Collected data entries:

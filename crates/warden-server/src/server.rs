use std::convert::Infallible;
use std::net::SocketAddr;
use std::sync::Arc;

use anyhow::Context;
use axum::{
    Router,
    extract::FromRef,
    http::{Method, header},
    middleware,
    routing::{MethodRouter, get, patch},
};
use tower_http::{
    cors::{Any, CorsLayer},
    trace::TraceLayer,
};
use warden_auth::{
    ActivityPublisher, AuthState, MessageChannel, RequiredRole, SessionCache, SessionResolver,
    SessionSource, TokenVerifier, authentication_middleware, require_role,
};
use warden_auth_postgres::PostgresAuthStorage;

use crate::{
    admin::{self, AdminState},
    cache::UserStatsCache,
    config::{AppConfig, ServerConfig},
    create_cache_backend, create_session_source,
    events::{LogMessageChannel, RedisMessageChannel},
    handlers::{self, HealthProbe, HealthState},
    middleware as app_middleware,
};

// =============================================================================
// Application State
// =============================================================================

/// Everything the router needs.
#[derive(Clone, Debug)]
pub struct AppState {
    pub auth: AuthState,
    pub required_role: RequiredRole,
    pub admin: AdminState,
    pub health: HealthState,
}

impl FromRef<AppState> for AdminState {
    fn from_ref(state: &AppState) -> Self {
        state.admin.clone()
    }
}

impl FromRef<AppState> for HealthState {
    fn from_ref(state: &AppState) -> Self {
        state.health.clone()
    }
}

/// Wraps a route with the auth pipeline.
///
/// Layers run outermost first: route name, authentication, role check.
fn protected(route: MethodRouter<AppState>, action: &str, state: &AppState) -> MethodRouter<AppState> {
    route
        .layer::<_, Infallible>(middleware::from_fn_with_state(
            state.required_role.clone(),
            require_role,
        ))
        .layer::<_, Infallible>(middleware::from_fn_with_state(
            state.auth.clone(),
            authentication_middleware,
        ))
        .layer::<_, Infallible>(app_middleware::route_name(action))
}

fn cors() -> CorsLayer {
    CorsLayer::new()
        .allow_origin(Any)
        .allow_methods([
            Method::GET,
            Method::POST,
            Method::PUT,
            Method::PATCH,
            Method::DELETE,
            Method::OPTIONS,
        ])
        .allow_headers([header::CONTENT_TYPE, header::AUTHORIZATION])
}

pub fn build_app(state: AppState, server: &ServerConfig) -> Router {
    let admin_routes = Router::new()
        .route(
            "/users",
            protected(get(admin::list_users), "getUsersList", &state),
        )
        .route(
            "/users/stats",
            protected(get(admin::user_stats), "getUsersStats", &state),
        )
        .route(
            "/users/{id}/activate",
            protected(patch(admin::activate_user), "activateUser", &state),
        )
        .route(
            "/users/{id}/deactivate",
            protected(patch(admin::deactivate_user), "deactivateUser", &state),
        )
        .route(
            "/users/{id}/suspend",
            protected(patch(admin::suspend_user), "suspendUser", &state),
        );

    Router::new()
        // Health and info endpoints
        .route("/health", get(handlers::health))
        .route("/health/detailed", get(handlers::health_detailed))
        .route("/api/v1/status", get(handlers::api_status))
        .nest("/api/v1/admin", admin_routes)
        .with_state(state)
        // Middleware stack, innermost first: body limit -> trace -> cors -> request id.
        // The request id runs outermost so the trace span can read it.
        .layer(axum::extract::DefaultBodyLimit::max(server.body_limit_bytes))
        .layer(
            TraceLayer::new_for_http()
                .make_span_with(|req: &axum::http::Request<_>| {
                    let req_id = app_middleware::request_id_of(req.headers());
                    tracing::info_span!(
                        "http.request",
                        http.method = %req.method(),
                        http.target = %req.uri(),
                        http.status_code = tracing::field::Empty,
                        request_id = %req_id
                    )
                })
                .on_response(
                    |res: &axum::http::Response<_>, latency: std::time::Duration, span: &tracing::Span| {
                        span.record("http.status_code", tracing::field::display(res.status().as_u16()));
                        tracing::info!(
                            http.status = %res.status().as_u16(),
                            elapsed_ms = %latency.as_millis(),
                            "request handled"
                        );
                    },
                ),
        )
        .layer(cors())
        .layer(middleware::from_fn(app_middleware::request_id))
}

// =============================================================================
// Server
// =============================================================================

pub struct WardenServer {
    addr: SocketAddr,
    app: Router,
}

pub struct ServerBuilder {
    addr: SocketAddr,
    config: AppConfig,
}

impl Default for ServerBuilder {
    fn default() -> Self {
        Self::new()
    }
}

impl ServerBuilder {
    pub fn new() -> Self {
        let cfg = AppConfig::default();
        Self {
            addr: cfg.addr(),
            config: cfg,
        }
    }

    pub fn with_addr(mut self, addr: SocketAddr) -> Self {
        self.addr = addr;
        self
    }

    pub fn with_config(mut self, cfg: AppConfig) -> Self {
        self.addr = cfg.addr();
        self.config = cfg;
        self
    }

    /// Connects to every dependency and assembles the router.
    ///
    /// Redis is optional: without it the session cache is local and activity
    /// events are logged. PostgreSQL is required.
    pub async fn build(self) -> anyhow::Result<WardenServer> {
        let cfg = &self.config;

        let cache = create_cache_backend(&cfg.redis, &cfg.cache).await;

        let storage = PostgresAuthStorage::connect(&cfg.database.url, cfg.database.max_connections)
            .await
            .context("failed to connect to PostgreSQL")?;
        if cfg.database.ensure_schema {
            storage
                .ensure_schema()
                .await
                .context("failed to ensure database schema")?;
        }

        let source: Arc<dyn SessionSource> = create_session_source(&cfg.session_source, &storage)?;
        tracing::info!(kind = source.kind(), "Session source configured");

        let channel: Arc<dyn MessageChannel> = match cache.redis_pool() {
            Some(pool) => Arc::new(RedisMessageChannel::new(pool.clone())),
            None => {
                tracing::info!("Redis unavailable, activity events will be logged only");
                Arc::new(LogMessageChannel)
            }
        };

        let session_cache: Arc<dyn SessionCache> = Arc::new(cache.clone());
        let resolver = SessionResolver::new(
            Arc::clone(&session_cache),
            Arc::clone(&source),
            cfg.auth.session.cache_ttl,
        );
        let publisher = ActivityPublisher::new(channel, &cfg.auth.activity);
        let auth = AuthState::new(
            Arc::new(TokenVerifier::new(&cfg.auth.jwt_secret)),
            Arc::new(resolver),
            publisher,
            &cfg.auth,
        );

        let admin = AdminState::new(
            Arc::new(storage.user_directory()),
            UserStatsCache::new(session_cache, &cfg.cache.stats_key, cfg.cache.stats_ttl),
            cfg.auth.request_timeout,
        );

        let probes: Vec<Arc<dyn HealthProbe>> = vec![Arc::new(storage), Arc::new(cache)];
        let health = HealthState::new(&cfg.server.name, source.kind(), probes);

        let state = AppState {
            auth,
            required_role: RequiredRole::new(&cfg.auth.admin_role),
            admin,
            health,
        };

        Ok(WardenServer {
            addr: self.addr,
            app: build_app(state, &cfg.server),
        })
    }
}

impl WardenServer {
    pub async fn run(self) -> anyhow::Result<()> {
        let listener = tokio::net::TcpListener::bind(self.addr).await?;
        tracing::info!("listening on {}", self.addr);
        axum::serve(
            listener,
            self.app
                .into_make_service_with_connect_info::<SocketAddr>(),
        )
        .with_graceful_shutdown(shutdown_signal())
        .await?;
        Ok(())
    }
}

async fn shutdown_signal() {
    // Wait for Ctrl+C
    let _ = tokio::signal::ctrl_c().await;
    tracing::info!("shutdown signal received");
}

---

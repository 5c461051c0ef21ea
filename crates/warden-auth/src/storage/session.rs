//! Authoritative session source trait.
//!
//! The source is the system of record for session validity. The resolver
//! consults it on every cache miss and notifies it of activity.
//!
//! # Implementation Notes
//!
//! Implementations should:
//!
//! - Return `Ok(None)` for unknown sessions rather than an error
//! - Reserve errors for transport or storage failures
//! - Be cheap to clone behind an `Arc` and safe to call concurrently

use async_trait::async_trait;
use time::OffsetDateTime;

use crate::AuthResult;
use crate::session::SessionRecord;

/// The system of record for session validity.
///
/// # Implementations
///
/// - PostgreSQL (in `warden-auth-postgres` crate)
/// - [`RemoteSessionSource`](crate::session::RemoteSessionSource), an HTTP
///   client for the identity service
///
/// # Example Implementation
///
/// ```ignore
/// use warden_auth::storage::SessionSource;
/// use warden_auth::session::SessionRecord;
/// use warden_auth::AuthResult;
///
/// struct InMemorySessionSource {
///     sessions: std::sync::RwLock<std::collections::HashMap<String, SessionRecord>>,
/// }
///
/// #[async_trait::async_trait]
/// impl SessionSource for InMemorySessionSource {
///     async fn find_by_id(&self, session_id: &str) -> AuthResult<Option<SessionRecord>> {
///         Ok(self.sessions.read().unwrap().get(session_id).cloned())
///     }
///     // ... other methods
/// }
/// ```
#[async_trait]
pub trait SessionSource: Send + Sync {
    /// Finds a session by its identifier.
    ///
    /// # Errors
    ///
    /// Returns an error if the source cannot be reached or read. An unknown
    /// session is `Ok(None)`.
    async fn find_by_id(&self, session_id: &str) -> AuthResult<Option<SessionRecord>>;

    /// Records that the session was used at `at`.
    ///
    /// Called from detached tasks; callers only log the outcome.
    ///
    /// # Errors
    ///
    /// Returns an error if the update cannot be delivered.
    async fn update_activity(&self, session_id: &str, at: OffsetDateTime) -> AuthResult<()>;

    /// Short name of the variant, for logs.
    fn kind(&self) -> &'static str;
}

--

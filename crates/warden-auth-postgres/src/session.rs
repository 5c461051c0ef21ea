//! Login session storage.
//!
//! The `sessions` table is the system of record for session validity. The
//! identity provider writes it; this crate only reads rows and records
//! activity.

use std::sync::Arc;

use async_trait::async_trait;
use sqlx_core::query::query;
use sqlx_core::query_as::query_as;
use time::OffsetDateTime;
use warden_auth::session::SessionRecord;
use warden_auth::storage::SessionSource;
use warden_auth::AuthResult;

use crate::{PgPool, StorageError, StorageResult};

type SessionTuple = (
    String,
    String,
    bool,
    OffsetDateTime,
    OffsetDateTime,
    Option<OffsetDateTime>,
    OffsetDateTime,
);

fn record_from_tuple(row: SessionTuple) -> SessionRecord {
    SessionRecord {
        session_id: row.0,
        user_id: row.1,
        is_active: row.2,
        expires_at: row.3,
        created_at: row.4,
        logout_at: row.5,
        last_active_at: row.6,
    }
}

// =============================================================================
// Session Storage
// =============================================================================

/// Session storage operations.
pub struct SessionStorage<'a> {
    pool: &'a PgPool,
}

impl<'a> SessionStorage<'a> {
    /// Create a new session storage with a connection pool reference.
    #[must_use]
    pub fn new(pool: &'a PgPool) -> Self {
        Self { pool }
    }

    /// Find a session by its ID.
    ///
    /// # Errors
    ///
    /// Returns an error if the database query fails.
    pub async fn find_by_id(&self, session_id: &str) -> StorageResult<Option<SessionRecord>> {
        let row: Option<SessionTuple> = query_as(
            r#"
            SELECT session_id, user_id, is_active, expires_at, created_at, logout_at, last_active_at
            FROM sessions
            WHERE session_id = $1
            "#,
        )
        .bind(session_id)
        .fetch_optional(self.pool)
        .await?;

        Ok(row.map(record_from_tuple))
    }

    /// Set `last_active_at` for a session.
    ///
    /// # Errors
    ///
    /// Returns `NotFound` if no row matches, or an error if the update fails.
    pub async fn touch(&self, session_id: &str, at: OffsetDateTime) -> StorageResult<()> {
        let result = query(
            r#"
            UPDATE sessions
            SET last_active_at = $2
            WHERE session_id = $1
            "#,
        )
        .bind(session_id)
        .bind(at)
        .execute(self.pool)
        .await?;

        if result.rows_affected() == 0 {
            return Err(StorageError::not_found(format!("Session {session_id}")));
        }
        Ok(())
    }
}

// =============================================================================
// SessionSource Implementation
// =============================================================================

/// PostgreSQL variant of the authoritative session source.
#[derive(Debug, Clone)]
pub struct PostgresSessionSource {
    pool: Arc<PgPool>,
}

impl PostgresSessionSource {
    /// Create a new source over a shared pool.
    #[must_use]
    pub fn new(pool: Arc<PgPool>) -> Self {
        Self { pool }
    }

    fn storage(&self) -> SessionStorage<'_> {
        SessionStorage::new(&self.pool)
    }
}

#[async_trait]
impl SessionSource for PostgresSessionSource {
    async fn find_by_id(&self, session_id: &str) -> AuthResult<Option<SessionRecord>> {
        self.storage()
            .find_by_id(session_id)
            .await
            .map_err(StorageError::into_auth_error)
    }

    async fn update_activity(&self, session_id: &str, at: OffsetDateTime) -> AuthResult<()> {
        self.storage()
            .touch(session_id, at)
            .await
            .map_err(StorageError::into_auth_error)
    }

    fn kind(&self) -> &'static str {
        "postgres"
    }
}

- _WORK ORDER_: What is needed is the number of lines in the records that contain the string "tracing", stated with nothing else.

- _ANSWER AREA_: 9